Dummerweise ist die Vogelgrippe so konstruiert, dass sie für andere Vogelarten als Enten (Mortalität 1 – 3%) absolut tödlich ist (> 90% je nach Art). Treten vermehrt tote Vögel auf, werden die Veterinärämter aktiv und testen, woran sie gestorben sind. U.a. eben durch einen PCR-Test auf Vogelgrippe. PCR-Test haben dank des Missbrauchs während Corona nicht den besten Ruf, aber korrekt angewand zeigen sie ziemlich sicher die Todesursache an. Also: Kranich ist an Vogelgrippe umgekippt, und zwar sehr sicher.

Für Zuchttieren tritt in diesem Fall in einem definierten Umkreis um die festgestellten Fälle eine Stallpflicht in Kraft, unabhängig davon, ob es sich um Massentierhaltung handelt oder Hobby-Hühnerhalter. Bei Massentierhaltung sind die Tiere in der Regel gut isoliert: die Ställe arbeiten mit gefilterter Luft und sind nach außen abgeschottet. Oft passiert dann auch weiter nichts, bis wieder Entwarnung gegeben werden kann. Aber da Enten nun mal überall hin kacken, kann es passieren, dass der Stallknecht genau da reintritt und den Kot in den Stall verfrachtet. Es besteht also Sommers wie Winters wie Stallpflichtens eine gewissen Wahrscheinlichkeit, dass die Krankheit in den Stall getragen wird.

Passiert das und ein Tier erkrankt, wird getestet, woran es erkrankt (und ggf. verstorben) ist. Sagt der PCR-Test „Vogelgrippe“, ist der Gesamtbestand unrettbar verloren, weil unter den Bedingungen der Massentierhaltung eine erkrankte Henne bereits mehr als 80% der anderen angesteckt hat, bevor sie auffällt. Erst jetzt – definitiver und durch PCR-Test nachgewiesener Ausbruch im Betrieb – wird gekeult (anstatt die Tiere qualvoll verenden zu lassen). Also nochmal, damit das klar ist: „huch, da ist ein toter Vogel und jetzt keulen wir sofort alles in 30 km Umkreis“ ist das, was durch die unklare Darstellung bei der Allgemeinheit ankommt, gekeult wird aber erst, wenn die Krankheit im Betrieb definitiv ausgebrochen ist, und keine Minute vorher.
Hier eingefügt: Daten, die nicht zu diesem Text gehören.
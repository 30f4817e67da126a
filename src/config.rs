//! Configuration management for the REAPER OSC bridge
//!
//! Settings come from an optional YAML file, then `REAPER_*` environment
//! variables (a `.env` file is loaded by the binary beforehand). Loaded once at
//! startup and read-only afterwards.

use crate::osc::UnhandledPolicy;
use anyhow::{anyhow, Context, Result};
use serde::{Deserialize, Serialize};
use std::path::Path;
use std::str::FromStr;
use tokio::fs;

pub const ENV_LISTEN_IP: &str = "REAPER_LISTEN_IP";
pub const ENV_LISTEN_PORT: &str = "REAPER_LISTEN_PORT";
pub const ENV_SEND_HOST: &str = "REAPER_SEND_HOST";
pub const ENV_SEND_PORT: &str = "REAPER_SEND_PORT";
pub const ENV_LOG_UNHANDLED: &str = "REAPER_LOG_UNHANDLED";
pub const ENV_LOG_UNHANDLED_LEVEL: &str = "REAPER_LOG_UNHANDLED_LEVEL";
pub const ENV_API_PORT: &str = "REAPER_API_PORT";

/// Root configuration structure
#[derive(Debug, Clone, Deserialize, Serialize, PartialEq, Eq)]
#[serde(default)]
pub struct BridgeConfig {
    /// Local address the OSC listener binds to
    pub listen_ip: String,
    pub listen_port: u16,
    /// REAPER's OSC receive host (for action triggers)
    pub send_host: String,
    pub send_port: u16,
    /// Log messages no handler claims
    pub log_unhandled: bool,
    pub log_unhandled_level: LogLevel,
    /// HTTP query API port
    pub api_port: u16,
}

impl Default for BridgeConfig {
    fn default() -> Self {
        Self {
            listen_ip: "0.0.0.0".to_string(),
            listen_port: 9000,
            send_host: "localhost".to_string(),
            send_port: 9001,
            log_unhandled: true,
            log_unhandled_level: LogLevel::Debug,
            api_port: 8000,
        }
    }
}

impl BridgeConfig {
    /// Load configuration from a YAML file
    pub async fn load<P: AsRef<Path>>(path: P) -> Result<Self> {
        let path = path.as_ref();
        let content = fs::read_to_string(path)
            .await
            .with_context(|| format!("Failed to read config file: {}", path.display()))?;

        serde_yaml::from_str(&content)
            .with_context(|| format!("Failed to parse config file: {}", path.display()))
    }

    /// Defaults overridden by the process environment
    pub fn from_env() -> Result<Self> {
        let mut config = Self::default();
        config.apply_env()?;
        Ok(config)
    }

    /// Override fields from the process environment
    pub fn apply_env(&mut self) -> Result<()> {
        self.apply_vars(|key| std::env::var(key).ok())
    }

    /// Override fields from any key lookup (the environment in production)
    pub fn apply_vars<F>(&mut self, lookup: F) -> Result<()>
    where
        F: Fn(&str) -> Option<String>,
    {
        if let Some(ip) = lookup(ENV_LISTEN_IP) {
            self.listen_ip = ip;
        }
        if let Some(port) = lookup(ENV_LISTEN_PORT) {
            self.listen_port = parse_var(ENV_LISTEN_PORT, &port)?;
        }
        if let Some(host) = lookup(ENV_SEND_HOST) {
            self.send_host = host;
        }
        if let Some(port) = lookup(ENV_SEND_PORT) {
            self.send_port = parse_var(ENV_SEND_PORT, &port)?;
        }
        if let Some(flag) = lookup(ENV_LOG_UNHANDLED) {
            self.log_unhandled = parse_flag(&flag)
                .ok_or_else(|| anyhow!("Invalid {}: '{}' is not a boolean", ENV_LOG_UNHANDLED, flag))?;
        }
        if let Some(level) = lookup(ENV_LOG_UNHANDLED_LEVEL) {
            self.log_unhandled_level = parse_var(ENV_LOG_UNHANDLED_LEVEL, &level)?;
        }
        if let Some(port) = lookup(ENV_API_PORT) {
            self.api_port = parse_var(ENV_API_PORT, &port)?;
        }
        Ok(())
    }

    /// `ip:port` for the OSC listener
    pub fn listen_addr(&self) -> String {
        format!("{}:{}", self.listen_ip, self.listen_port)
    }

    pub fn unhandled_policy(&self) -> UnhandledPolicy {
        UnhandledPolicy {
            enabled: self.log_unhandled,
            level: self.log_unhandled_level.into(),
        }
    }
}

fn parse_var<T>(key: &str, value: &str) -> Result<T>
where
    T: FromStr,
    T::Err: std::fmt::Display,
{
    value
        .trim()
        .parse::<T>()
        .map_err(|e| anyhow!("Invalid {}: '{}' ({})", key, value, e))
}

fn parse_flag(value: &str) -> Option<bool> {
    match value.trim().to_ascii_lowercase().as_str() {
        "1" | "true" | "yes" | "on" => Some(true),
        "0" | "false" | "no" | "off" => Some(false),
        _ => None,
    }
}

/// Severity for unhandled-message records
#[derive(Debug, Clone, Copy, Deserialize, Serialize, PartialEq, Eq)]
#[serde(rename_all = "lowercase")]
pub enum LogLevel {
    Error,
    #[serde(alias = "warning")]
    Warn,
    Info,
    Debug,
    Trace,
}

impl FromStr for LogLevel {
    type Err = String;

    /// Accepts level names and the classic numeric levels (10 = debug ... 50 = critical)
    fn from_str(s: &str) -> Result<Self, Self::Err> {
        match s.trim().to_ascii_lowercase().as_str() {
            "error" | "critical" | "40" | "50" => Ok(LogLevel::Error),
            "warn" | "warning" | "30" => Ok(LogLevel::Warn),
            "info" | "20" => Ok(LogLevel::Info),
            "debug" | "10" => Ok(LogLevel::Debug),
            "trace" | "0" => Ok(LogLevel::Trace),
            other => Err(format!("unknown log level '{}'", other)),
        }
    }
}

impl From<LogLevel> for tracing::Level {
    fn from(level: LogLevel) -> Self {
        match level {
            LogLevel::Error => tracing::Level::ERROR,
            LogLevel::Warn => tracing::Level::WARN,
            LogLevel::Info => tracing::Level::INFO,
            LogLevel::Debug => tracing::Level::DEBUG,
            LogLevel::Trace => tracing::Level::TRACE,
        }
    }
}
Man kann das Thema noch erweitern. In einem Massentierbestand ist aufgrund der Haltungsbedingungen JEDES Tier bereits infiziert, wenn das erste tot umfällt. In Bezug auf Vogelgrippe bedeutet das, das ohne weiteres Eingreifen von 100.000 Hühnern mindestens 99.000 ebenfalls tot umfallen werden. Es gibt aber auch andere Krankheiten mit geringer Mortalitätsrate, dafür aber Produktionseinbußen. Im günstigsten Fall könnten die Produkte – Fleisch, Eier – zwar verwertet werden, aber hier treten wirtschaftliche Gesichtspunkte in den Vordergrund. Die Betriebe operieren heute oft nahe am Rande der Wirtschaftlichkeit und krankheitsbedingte Einbußen von 5 – 10% in der Produktivität können rein rechnerisch dazu führen, dass Keulen des Gesamtbestands und Beginn von vorne wirtschaftlich günstiger sind. Rechtlich ist das kein Problem, da Tiere unter Sachrecht fallen.

Man kann letzteres zwar kritisieren und beispielsweise fordern, dass nicht gekeult wird und der Staat die Verluste ausgleicht. Allerdings kommen solche Vorfälle eigentlich nicht an die Öffentlichkeit. Da werden nur die toten Kraniche und „vorsorgliches Keulen“ verbreitet, weil eine solche Propaganda die Auflagen steigert.